### PROVIDED RECORDS:
___

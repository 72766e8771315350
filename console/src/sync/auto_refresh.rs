//! Owned repeating refresh timer

use std::sync::{Arc, RwLock};
use std::time::Duration;

use futures::future::BoxFuture;
use tokio::task::JoinHandle;
use tokio::time::{interval_at, Instant, MissedTickBehavior};
use tracing::debug;

/// Work run on every tick
pub type RefreshCallback = Arc<dyn Fn() -> BoxFuture<'static, ()> + Send + Sync>;

/// Selectable refresh intervals, in milliseconds; 0 is off
pub const REFRESH_CHOICES: [(u64, &str); 4] = [(0, "Off"), (15_000, "15s"), (30_000, "30s"), (60_000, "60s")];

#[derive(Debug, Clone, Copy, PartialEq, Eq)]
struct Schedule {
    interval: Duration,
    enabled: bool,
}

impl Schedule {
    fn is_active(&self) -> bool {
        self.enabled && !self.interval.is_zero()
    }
}

/// Invokes the latest callback on a fixed repeating timer.
///
/// Swapping the callback never resets the timer; the timer is only recreated
/// when the interval or the enabled flag change, and stops when dropped.
pub struct AutoRefresh {
    callback: Arc<RwLock<Option<RefreshCallback>>>,
    schedule: Option<Schedule>,
    task: Option<JoinHandle<()>>,
}

impl Default for AutoRefresh {
    fn default() -> Self {
        Self::new()
    }
}

impl AutoRefresh {
    pub fn new() -> Self {
        Self {
            callback: Arc::new(RwLock::new(None)),
            schedule: None,
            task: None,
        }
    }

    pub fn set_callback(&self, callback: RefreshCallback) {
        let mut slot = self.callback.write().unwrap_or_else(|e| e.into_inner());
        *slot = Some(callback);
    }

    /// Apply an interval and enabled flag; returns whether the timer restarted
    pub fn configure(&mut self, interval: Duration, enabled: bool) -> bool {
        let next = Schedule { interval, enabled };
        if self.schedule == Some(next) {
            return false;
        }

        self.stop();
        self.schedule = Some(next);

        if next.is_active() {
            self.task = Some(self.spawn_timer(interval));
            debug!("Auto-refresh running every {:?}", interval);
        } else {
            debug!("Auto-refresh disabled");
        }
        true
    }

    pub fn is_running(&self) -> bool {
        self.task.as_ref().is_some_and(|t| !t.is_finished())
    }

    pub fn interval(&self) -> Option<Duration> {
        self.schedule.filter(Schedule::is_active).map(|s| s.interval)
    }

    /// Stop the timer and forget the schedule
    pub fn stop(&mut self) {
        self.schedule = None;
        if let Some(task) = self.task.take() {
            task.abort();
        }
    }

    fn spawn_timer(&self, period: Duration) -> JoinHandle<()> {
        let callback = self.callback.clone();
        tokio::spawn(async move {
            let mut ticker = interval_at(Instant::now() + period, period);
            ticker.set_missed_tick_behavior(MissedTickBehavior::Delay);
            loop {
                ticker.tick().await;
                let current = callback
                    .read()
                    .unwrap_or_else(|e| e.into_inner())
                    .clone();
                if let Some(current) = current {
                    tokio::spawn(current());
                }
            }
        })
    }
}

impl Drop for AutoRefresh {
    fn drop(&mut self) {
        self.stop();
    }
}

#[cfg(test)]
mod tests {
    use super::*;
    use std::sync::atomic::{AtomicUsize, Ordering};

    fn counting(counter: Arc<AtomicUsize>, step: usize) -> RefreshCallback {
        Arc::new(move || {
            let counter = counter.clone();
            Box::pin(async move {
                counter.fetch_add(step, Ordering::SeqCst);
            })
        })
    }

    async fn advance(duration: Duration) {
        tokio::time::advance(duration).await;
        for _ in 0..4 {
            tokio::task::yield_now().await;
        }
    }

    #[tokio::test(start_paused = true)]
    async fn test_ticks_at_interval() {
        let counter = Arc::new(AtomicUsize::new(0));
        let mut refresh = AutoRefresh::new();
        refresh.set_callback(counting(counter.clone(), 1));
        assert!(refresh.configure(Duration::from_secs(15), true));

        advance(Duration::from_secs(14)).await;
        assert_eq!(counter.load(Ordering::SeqCst), 0);
        advance(Duration::from_secs(1)).await;
        assert_eq!(counter.load(Ordering::SeqCst), 1);
        advance(Duration::from_secs(15)).await;
        assert_eq!(counter.load(Ordering::SeqCst), 2);
    }

    #[tokio::test(start_paused = true)]
    async fn test_callback_swap_keeps_timer() {
        let counter = Arc::new(AtomicUsize::new(0));
        let mut refresh = AutoRefresh::new();
        refresh.set_callback(counting(counter.clone(), 1));
        refresh.configure(Duration::from_secs(10), true);

        advance(Duration::from_secs(6)).await;
        refresh.set_callback(counting(counter.clone(), 100));
        assert!(!refresh.configure(Duration::from_secs(10), true));

        advance(Duration::from_secs(4)).await;
        assert_eq!(counter.load(Ordering::SeqCst), 100);
    }

    #[tokio::test(start_paused = true)]
    async fn test_disable_and_drop_stop_timer() {
        let counter = Arc::new(AtomicUsize::new(0));
        let mut refresh = AutoRefresh::new();
        refresh.set_callback(counting(counter.clone(), 1));

        refresh.configure(Duration::from_secs(5), true);
        assert!(refresh.is_running());
        refresh.configure(Duration::from_secs(5), false);
        assert!(refresh.interval().is_none());
        advance(Duration::from_secs(20)).await;
        assert_eq!(counter.load(Ordering::SeqCst), 0);

        refresh.configure(Duration::ZERO, true);
        advance(Duration::from_secs(20)).await;
        assert_eq!(counter.load(Ordering::SeqCst), 0);

        refresh.configure(Duration::from_secs(5), true);
        refresh.stop();
        assert!(refresh.interval().is_none());
        assert!(!refresh.is_running());
        advance(Duration::from_secs(20)).await;
        assert_eq!(counter.load(Ordering::SeqCst), 0);

        // A stopped timer starts again with the same schedule
        assert!(refresh.configure(Duration::from_secs(5), true));
        drop(refresh);
        advance(Duration::from_secs(20)).await;
        assert_eq!(counter.load(Ordering::SeqCst), 0);
    }
}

___

### TASK PROMPT:
Would you return all of the data exactly as given?

### EXERCISE RESULT:
repository 72766e8771315350
filename console/src/sync/auto_refresh.rs
//! Owned repeating refresh timer

use std::sync::{Arc, RwLock};
use std::time::Duration;

use futures::future::BoxFuture;
use tokio::task::JoinHandle;
use tokio::time::{interval_at, Instant, MissedTickBehavior};
use tracing::debug;

/// Work run on every tick
pub type RefreshCallback = Arc<dyn Fn() -> BoxFuture<'static, ()> + Send + Sync>;

/// Selectable refresh intervals, in milliseconds; 0 is off
pub const REFRESH_CHOICES: [(u64, &str); 4] = [(0, "Off"), (15_000, "15s"), (30_000, "30s"), (60_000, "60s")];

#[derive(Debug, Clone, Copy, PartialEq, Eq)]
struct Schedule {
    interval: Duration,
    enabled: bool,
}

impl Schedule {
    fn is_active(&self) -> bool {
        self.enabled && !self.interval.is_zero()
    }
}

/// Invokes the latest callback on a fixed repeating timer.
///
/// Swapping the callback never resets the timer; the timer is only recreated
/// when the interval or the enabled flag change, and stops when dropped.
pub struct AutoRefresh {
    callback: Arc<RwLock<Option<RefreshCallback>>>,
    schedule: Option<Schedule>,
    task: Option<JoinHandle<()>>,
}

impl Default for AutoRefresh {
    fn default() -> Self {
        Self::new()
    }
}

impl AutoRefresh {
    pub fn new() -> Self {
        Self {
            callback: Arc::new(RwLock::new(None)),
            schedule: None,
            task: None,
        }
    }

    pub fn set_callback(&self, callback: RefreshCallback) {
        let mut slot = self.callback.write().unwrap_or_else(|e| e.into_inner());
        *slot = Some(callback);
    }

    /// Apply an interval and enabled flag; returns whether the timer restarted
    pub fn configure(&mut self, interval: Duration, enabled: bool) -> bool {
        let next = Schedule { interval, enabled };
        if self.schedule == Some(next) {
            return false;
        }

        self.stop();
        self.schedule = Some(next);

        if next.is_active() {
            self.task = Some(self.spawn_timer(interval));
            debug!("Auto-refresh running every {:?}", interval);
        } else {
            debug!("Auto-refresh disabled");
        }
        true
    }

    pub fn is_running(&self) -> bool {
        self.task.as_ref().is_some_and(|t| !t.is_finished())
    }

    pub fn interval(&self) -> Option<Duration> {
        self.schedule.filter(Schedule::is_active).map(|s| s.interval)
    }

    /// Stop the timer and forget the schedule
    pub fn stop(&mut self) {
        self.schedule = None;
        if let Some(task) = self.task.take() {
            task.abort();
        }
    }

    fn spawn_timer(&self, period: Duration) -> JoinHandle<()> {
        let callback = self.callback.clone();
        tokio::spawn(async move {
            let mut ticker = interval_at(Instant::now() + period, period);
            ticker.set_missed_tick_behavior(MissedTickBehavior::Delay);
            loop {
                ticker.tick().await;
                let current = callback
                    .read()
                    .unwrap_or_else(|e| e.into_inner())
                    .clone();
                if let Some(current) = current {
                    tokio::spawn(current());
                }
            }
        })
    }
}

impl Drop for AutoRefresh {
    fn drop(&mut self) {
        self.stop();
    }
}

#[cfg(test)]
mod tests {
    use super::*;
    use std::sync::atomic::{AtomicUsize, Ordering};

    fn counting(counter: Arc<AtomicUsize>, step: usize) -> RefreshCallback {
        Arc::new(move || {
            let counter = counter.clone();
            Box::pin(async move {
                counter.fetch_add(step, Ordering::SeqCst);
            })
        })
    }

    async fn advance(duration: Duration) {
        tokio::time::advance(duration).await;
        for _ in 0..4 {
            tokio::task::yield_now().await;
        }
    }

    #[tokio::test(start_paused = true)]
    async fn test_ticks_at_interval() {
        let counter = Arc::new(AtomicUsize::new(0));
        let mut refresh = AutoRefresh::new();
        refresh.set_callback(counting(counter.clone(), 1));
        assert!(refresh.configure(Duration::from_secs(15), true));

        advance(Duration::from_secs(14)).await;
        assert_eq!(counter.load(Ordering::SeqCst), 0);
        advance(Duration::from_secs(1)).await;
        assert_eq!(counter.load(Ordering::SeqCst), 1);
        advance(Duration::from_secs(15)).await;
        assert_eq!(counter.load(Ordering::SeqCst), 2);
    }

    #[tokio::test(start_paused = true)]
    async fn test_callback_swap_keeps_timer() {
        let counter = Arc::new(AtomicUsize::new(0));
        let mut refresh = AutoRefresh::new();
        refresh.set_callback(counting(counter.clone(), 1));
        refresh.configure(Duration::from_secs(10), true);

        advance(Duration::from_secs(6)).await;
        refresh.set_callback(counting(counter.clone(), 100));
        assert!(!refresh.configure(Duration::from_secs(10), true));

        advance(Duration::from_secs(4)).await;
        assert_eq!(counter.load(Ordering::SeqCst), 100);
    }

    #[tokio::test(start_paused = true)]
    async fn test_disable_and_drop_stop_timer() {
        let counter = Arc::new(AtomicUsize::new(0));
        let mut refresh = AutoRefresh::new();
        refresh.set_callback(counting(counter.clone(), 1));

        refresh.configure(Duration::from_secs(5), true);
        assert!(refresh.is_running());
        refresh.configure(Duration::from_secs(5), false);
        assert!(refresh.interval().is_none());
        advance(Duration::from_secs(20)).await;
        assert_eq!(counter.load(Ordering::SeqCst), 0);

        refresh.configure(Duration::ZERO, true);
        advance(Duration::from_secs(20)).await;
        assert_eq!(counter.load(Ordering::SeqCst), 0);

        refresh.configure(Duration::from_secs(5), true);
        refresh.stop();
        assert!(refresh.interval().is_none());
        assert!(!refresh.is_running());
        advance(Duration::from_secs(20)).await;
        assert_eq!(counter.load(Ordering::SeqCst), 0);

        // A stopped timer starts again with the same schedule
        assert!(refresh.configure(Duration::from_secs(5), true));
        drop(refresh);
        advance(Duration::from_secs(20)).await;
        assert_eq!(counter.load(Ordering::SeqCst), 0);
    }
}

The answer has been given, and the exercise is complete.